Simulation of Leukocyte Interactions with a P-Selectin Coated Substrate [Systems Biology]
Jon Tang and C. Anthony Hunt
UCSF & UCB Joint Graduate Group in Bioengineering and The Biosystems Group, Department of Biopharmaceutical Sciences, The University of California, San Francisco, CA 94143, USA
Corresponding author: email@example.com
Leukocyte transendothelial migration is a key process in the pathogenesis of a number of inflammatory disease states such as asthma, rheumatoid arthritis, multiple sclerosis, and atherosclerosis. Such diseases can be characterized by excess or inappropriate leukocyte transmigration and the misdirected actions of leukocytes towards healthy host-tissue. Discovery of new and better therapeutic interventions will be facilitated by having a better understanding of how the process of leukocyte transendothelial migration works and by being able to predict the consequences of interventions. Making such predictions requires having an in silico analogue capable of exhibiting a large, explorable behavior space that significantly overlaps the observed behavior space of the in vitro models used for research. The envisioned analogue will be capable exhibiting multiple levels of resolution. We have constructed an in silico model for representing the dynamics of rolling, activation, and adhesion of individual leukocytes prior to transmigration. We use the synthetic modeling method. Object-oriented software components are designed, verified, plugged together logically, and then operated in ways that represent the mechanisms and processes that are believed to influence leukocyte adhesion (or lack thereof) and rolling. Our first objective has been to refine the analogue’s ability to represent—mimic—the essential jerky characteristics of leukocyte rolling. We report simulation results that compare well to data from flow chamber experiments of leukocyte rolling on P-selectin. These results provide a necessary and essential foundation for simulation studies of leukocyte rolling, activation by KC chemokines, and adhesion on P-selectin and VCAM-1 substrate.
A local clustering algorithm for discovering functional modules from the synthetic lethal interaction network in yeast [Systems Biology]
Ping Ye, Joel Bader
Johns Hopkins University, Department of Biomedical Engineering, High Throughput Biology Center
Corresponding author: firstname.lastname@example.org
One powerful tool for dissecting biological pathways is to identify synthetic lethality relationship between two genes that cause cell death when mutated concurrently while neither by itself is lethal to the cell.

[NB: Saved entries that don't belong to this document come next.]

//! Reusable count-up barrier with a designated last-arrival role.

use parking_lot::{Condvar, Mutex};

/// Rendezvous point for all workers of a job. The last thread to arrive
/// runs a caller-supplied closure while every earlier arrival stays
/// parked, then releases the whole cohort. The arrival count resets on
/// release, so the barrier can be crossed again.
pub(crate) struct Barrier {
    state: Mutex<BarrierState>,
    cv: Condvar,
    workers: usize,
}

struct BarrierState {
    arrived: usize,
    generation: u64,
}

impl Barrier {
    pub fn new(workers: usize) -> Self {
        Barrier {
            state: Mutex::new(BarrierState {
                arrived: 0,
                generation: 0,
            }),
            cv: Condvar::new(),
            workers,
        }
    }

    /// Block until all workers arrive. Exactly one caller, the last to
    /// arrive, runs `on_last`: outside the lock, but before anyone else
    /// is released.
    pub fn wait(&self, on_last: impl FnOnce()) {
        let mut state = self.state.lock();
        state.arrived += 1;
        if state.arrived < self.workers {
            let generation = state.generation;
            while state.generation == generation {
                self.cv.wait(&mut state);
            }
        } else {
            state.arrived = 0;
            drop(state);
            on_last();
            let mut state = self.state.lock();
            state.generation += 1;
            self.cv.notify_all();
        }
    }
}

#[cfg(test)]
mod tests {
    use super::*;
    use std::sync::atomic::{AtomicUsize, Ordering};
    use std::sync::Arc;
    use std::thread;

    #[test]
    fn test_single_worker_runs_the_closure_inline() {
        let barrier = Barrier::new(1);
        let mut ran = false;
        barrier.wait(|| ran = true);
        assert!(ran);
    }

    #[test]
    fn test_exactly_one_last_arrival() {
        let workers = 8;
        let barrier = Arc::new(Barrier::new(workers));
        let leaders = Arc::new(AtomicUsize::new(0));
        let crossed = Arc::new(AtomicUsize::new(0));

        let handles: Vec<_> = (0..workers)
            .map(|_| {
                let barrier = Arc::clone(&barrier);
                let leaders = Arc::clone(&leaders);
                let crossed = Arc::clone(&crossed);
                thread::spawn(move || {
                    barrier.wait(|| {
                        leaders.fetch_add(1, Ordering::SeqCst);
                    });
                    crossed.fetch_add(1, Ordering::SeqCst);
                })
            })
            .collect();
        for handle in handles {
            handle.join().unwrap();
        }

        assert_eq!(leaders.load(Ordering::SeqCst), 1);
        assert_eq!(crossed.load(Ordering::SeqCst), workers);
    }

    #[test]
    fn test_nobody_crosses_before_the_closure_finishes() {
        let workers = 4;
        let barrier = Arc::new(Barrier::new(workers));
        let closure_done = Arc::new(AtomicUsize::new(0));
        let saw_closure_done = Arc::new(AtomicUsize::new(0));

        let handles: Vec<_> = (0..workers)
            .map(|_| {
                let barrier = Arc::clone(&barrier);
                let closure_done = Arc::clone(&closure_done);
                let saw_closure_done = Arc::clone(&saw_closure_done);
                thread::spawn(move || {
                    barrier.wait(|| {
                        thread::sleep(std::time::Duration::from_millis(20));
                        closure_done.store(1, Ordering::SeqCst);
                    });
                    if closure_done.load(Ordering::SeqCst) == 1 {
                        saw_closure_done.fetch_add(1, Ordering::SeqCst);
                    }
                })
            })
            .collect();
        for handle in handles {
            handle.join().unwrap();
        }

        assert_eq!(saw_closure_done.load(Ordering::SeqCst), workers);
    }
}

Genome-wide approaches to assessing synthetic lethality have been recently conducted in Saccharomyces cerevisiae. Analyses have revealed that synthetic lethal interacting genes mostly function in compensating pathways while genes sharing synthetic lethal partners belong to the same pathway. Accordingly, global clustering methods have grouped genes into functional modules based on their global synthetic lethal interaction patterns. However, multi-task genes cannot be classified correctly using these global methods, due to the fact that they share one set of partners with genes in one module and another set of partners with genes in another module. Therefore, it is essential to identify correct pathway membership by clustering genes according to their local synthetic lethal interaction pattern. We have developed a local clustering algorithm, the bi-clustering algorithm, to identify statistically significant modules according to local synthetic lethal interaction patterns. By applying this method to a DNA integrity network, we have successfully identified all functional modules previously determined through manual curation. Our method outperforms global clustering methods by identifying overlapping modules containing multi-task genes. Therefore, this method can predict functional gene modules and has general application to genomic synthetic lethality screens.
Agent-Directed DEVS Modeling of Adaptive Cellular Immunity [Systems Biology]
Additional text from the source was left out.